Pour sa part, le centre hospitalier de Remiremont s’en est remis à la sagesse du tribunal et n’a pas réfuté les conclusions rendues par l’expert.
Tribunal qui a considéré le centre hospitalier « comme ayant commis une faute médicale de nature à engager sa responsabilité ».
Evaluation des préjudices.
Pour évaluer les préjudices, le tribunal a considéré que :
– « au titre de la période du 2 janvier 2012 au 11 septembre 2012, Monsieur X a connu sept semaines au cours desquelles il a marché sous couvert de béquilles (…). Que, par ailleurs, au titre de cette période, Monsieur X a dû cesser toute activité sportive. Qu’il suit de la qu’il sera fait une juste appréciation du déficit fonctionnel temporaire de l’intéressé, dont notamment son préjudice d’agrément résultant de l’arrêt temporaire de la pratique sportive, en l’évaluant à hauteur de 1.500 euros » .

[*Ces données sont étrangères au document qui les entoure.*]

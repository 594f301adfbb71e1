//! Posts one NASA image (APOD or EPIC) per run to a Telegram channel, skipping repeats.
pub mod app;
pub mod domain;
pub mod infra;
pub mod ports;
pub mod sources;
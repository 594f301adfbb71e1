//! Upstream image source: produces a normalized record or nothing.
use crate::domain::model::ImageRecord;

#[async_trait::async_trait]
pub trait ImageSource: Send + Sync {
    fn name(&self) -> &'static str;

    /// Fails soft: any upstream problem is logged and reported as `None`.
    async fn fetch(&self) -> Option<ImageRecord>;
}
pub mod context;
pub mod runner;
pub mod selector;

– « l’expert a évalué à 4,5 sur une échelle de 0 à 7 les souffrances endurées par Monsieur X et à 3, sur une même échelle, en l’absence de manquement fautif du centre hospitalier de Remiremont, que la faute médicale a donc contribué à une majoration de 1,5 point des souffrances physiques du requérant, que part suite, il y a lieu d’octroyer à l’intéressé la somme de 2.000 euros ».
Préjudices permanents.
Pour évaluer les préjudices permanents, le tribunal a considéré que :
– « (…) il convient de prendre en compte l’âge de la victime à la date de consolidation de son dommage, le taux de déficit fonctionnel permanent retenue par l’expert de ce dommage ; que, par suite, il sera fait une juste appréciation de ce préjudice en allouant à l’intéressé une somme de 1.000 euros ».

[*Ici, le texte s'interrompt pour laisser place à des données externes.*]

use heurbench_challenges::{
    lookup,
    multidimensional_knapsack::{parse_instances, Instance, Solution},
    DomainOptions, ParseError, ProblemInstance, ViolationKind,
};
use serde_json::json;

const SCENARIO: &str = "1\n2 1 0\n3 5\n2 3\n4\n";

#[test]
fn test_capacity_scenario() {
    let domain = lookup("multidimensional_knapsack", &DomainOptions::default()).unwrap();
    let cases = domain.parse(SCENARIO).unwrap();
    let instance = cases[0].as_ref();

    let err = domain
        .verify_and_score(instance, &json!({"x": [1, 1]}))
        .unwrap_err();
    assert_eq!(err.kind(), ViolationKind::Capacity);

    assert_eq!(domain.verify_and_score(instance, &json!({"x": [1, 0]})), Ok(3.0));
    assert_eq!(instance.verify(&json!({"x": [true, false]})), Ok(3.0));
    assert_eq!(instance.verify(&json!({"x": [0, 0]})), Ok(0.0));
}

#[test]
fn test_parsed_layout() {
    let instances = parse_instances(SCENARIO).unwrap();
    assert_eq!(
        instances,
        vec![Instance {
            num_items: 2,
            num_constraints: 1,
            profits: vec![3.0, 5.0],
            weights: vec![vec![2.0, 3.0]],
            capacities: vec![4.0],
            optimum: None,
        }]
    );
    assert_eq!(instances[0].reference_objective(), None);
}

#[test]
fn test_multiple_problems_with_optimum() {
    let text = "2\n2 1 8\n3 5\n2 3\n5\n  1 1 0\n7\n1\n1\n";
    let instances = parse_instances(text).unwrap();
    assert_eq!(instances.len(), 2);
    assert_eq!(instances[0].reference_objective(), Some(8.0));
    let profit = instances[0]
        .evaluate_total_profit(&Solution {
            x: vec![true, true],
        })
        .unwrap();
    assert_eq!(profit, 8.0);
    assert_eq!(instances[1].profits, vec![7.0]);
    assert_eq!(instances[1].optimum, None);
}

#[test]
fn test_decision_vector_is_validated() {
    let instance = &parse_instances(SCENARIO).unwrap()[0];
    for x in [json!([1, 0, 0]), json!([2, 0]), json!("10")] {
        let err = instance.verify(&json!({ "x": x })).unwrap_err();
        assert_eq!(err.kind(), ViolationKind::Malformed);
    }
}

#[test]
fn test_truncated_text() {
    assert!(matches!(
        parse_instances("1\n2 1 0\n3 5\n2"),
        Err(ParseError::MissingTokens {
            expected: 2,
            found: 1,
            ..
        })
    ));
}

#[test]
fn test_capacity_tolerance() {
    let instance = &parse_instances("1\n2 1 0\n3 5\n2 2.0000005\n4\n").unwrap()[0];
    assert_eq!(instance.verify(&json!({"x": [1, 1]})), Ok(8.0));
}

#[test]
fn test_parse_is_idempotent() {
    assert_eq!(parse_instances(SCENARIO).unwrap(), parse_instances(SCENARIO).unwrap());
}

#[test]
fn test_counts_larger_than_text() {
    assert!(matches!(
        parse_instances("1\n100000000000000 1 0\n1 2 3\n"),
        Err(ParseError::MissingTokens { .. })
    ));
    // no items, so only the capacity tokens bound the constraint count
    assert!(matches!(
        parse_instances("1\n0 100000000000000 0\n4\n"),
        Err(ParseError::MissingTokens {
            expected: 100000000000000,
            found: 1,
            ..
        })
    ));
}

– « l’expert a estimé que le préjudice esthétique de Monsieur X pouvait être évalué à sur une échelle de 0 à 7 et dont 0,5 point était imputable à l’intervention chirurgicale du 3 août 2011 ; qu’il sera fait une juste appréciation du préjudice de l’intéressé en lui accordant une somme de 300 euros ».

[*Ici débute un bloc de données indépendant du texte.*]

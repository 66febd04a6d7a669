use heurbench_structs::{
    config::{BenchmarkConfig, EvaluationMode},
    core::{EvaluationReport, ScoreRecord},
};
use serde_json::json;

#[test]
fn test_config_defaults() {
    let config = BenchmarkConfig::from_json("{}").unwrap();
    assert_eq!(config.mode, EvaluationMode::AllOrNothing);
    assert!(config.domains.is_empty());

    let domain = config.domain("travelling_salesman");
    assert_eq!(domain.timeout_secs, None);
    assert_eq!(domain.optimal_for("tsp20.txt", 0), None);
    assert!(!domain.is_dev_case("tsp20.txt", 0));
}

#[test]
fn test_config_domain_tables() {
    let config = BenchmarkConfig::from_json(
        &json!({
            "mode": "partial_credit",
            "domains": {
                "aircraft_landing": {
                    "timeout_secs": 10,
                    "runway_counts": [1, 2],
                    "optimal": { "airland1.txt": [700.0, null] },
                    "dev": { "airland1.txt": [1] }
                }
            }
        })
        .to_string(),
    )
    .unwrap();
    assert_eq!(config.mode, EvaluationMode::PartialCredit);

    let domain = config.domain("aircraft_landing");
    assert_eq!(domain.timeout_secs(), Some(&10));
    assert_eq!(domain.runway_counts, Some(vec![1, 2]));
    assert_eq!(domain.optimal_for("airland1.txt", 0), Some(700.0));
    assert_eq!(domain.optimal_for("airland1.txt", 1), None);
    assert_eq!(domain.optimal_for("airland1.txt", 5), None);
    assert!(domain.is_dev_case("airland1.txt", 1));
    assert!(!domain.is_dev_case("airland1.txt", 0));
}

#[test]
fn test_rejects_unknown_mode() {
    assert!(BenchmarkConfig::from_json(r#"{"mode": "best_effort"}"#).is_err());
}

#[test]
fn test_score_record_states() {
    let ok = ScoreRecord::verified(0, 4.0, -4.0, Some(4.0));
    assert!(ok.is_verified());
    assert_eq!(ok.score(), Some(&-4.0));
    assert_eq!(ok.objective(), Some(&4.0));

    let failed = ScoreRecord::failed(1, "tour visits 3 node(s), expected 4".to_string(), None);
    assert!(!failed.is_verified());
    assert_eq!(failed.objective(), None);
    assert_eq!(failed.score(), None);
    assert_eq!(failed.reference(), None);
    assert!(failed.error().unwrap().contains("expected 4"));
}

#[test]
fn test_failure_report_drops_diagnostics() {
    let report = EvaluationReport::failure(
        "set_covering",
        EvaluationMode::AllOrNothing,
        "row 2 is not covered by any selected column".to_string(),
    );
    assert_eq!(report.score, None);
    assert_eq!(report.num_cases(), 0);

    let round_trip: EvaluationReport =
        serde_json::from_value(serde_json::to_value(&report).unwrap()).unwrap();
    assert_eq!(round_trip, report);
}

En revanche, après avoir estimé que « seule la période postérieure au 1er janvier 2012 est imputable à l’agissement fautif du centre hospitalier de Remiremont », le tribunal a estimé que Monsieur X « n’établit pas avoir subi une perte de revenus au titre de la période du 3 février 2012 au 11 septembre 2012″.
Il a également considéré que « le requérant ne justifie pas que son arrêt de travail, imputable en partie à l’intervention chirurgicale fautive, aurait eu pour vocation normale de provoquer l’arrêt définitif de son activité professionnelle (NDLR : d’auto-entrepreneur artisan) ».
4.800 euros au lieu des 32.124 réclamés.
Pour l’ensemble de ces préjudices, le centre hospitalier a été condamné à verser 4.800 euros au patient, alors qu’il en réclamait 32.124 euros, ainsi que 1.500 euros au titre du code de justice administrative.
Il a enfin considéré que « les frais médicaux pris en charge par la caisse primaire d’assurance maladie des Vosges à compter du 2 janvier 2012 sont imputables à l’acte médical fautif ». Il a donc condamné le centre hospitalier de Remiremont à verser à la CPAM des Vosges une somme de 18.735,05 euros au titre de ses débours et 1.037 euros au titre de l’indemnité forfaitaire de gestion. Enfin, les frais et honoraires d’expertise taxés et liquidés à la somme de 600 euros sont définitivement mis à la charge du centre hospitalier de Remiremont.
« Le droit est passé ».
Contacté par nos soins, Mathieu Rocher, directeur par intérim du centre hospitalier de Remiremont, n’a pas souhaité s’exprimer sur le fond de l’affaire. « Le droit est passé » a commenté le directeur qui précise que « le chirurgien qui a pratiqué l’opération a quitté notre établissement depuis trois ans ».
Il faut savoir que les faits sont antérieurs à la prise de fonction de Mathieu Rocher, nommé par intérim depuis deux ans.
Si les deux parties disposent de deux mois pour faire appel, il est peu probable que le centre hospitalier de Remiremont se pourvoit, dans un souci d’apaisement avec son patient.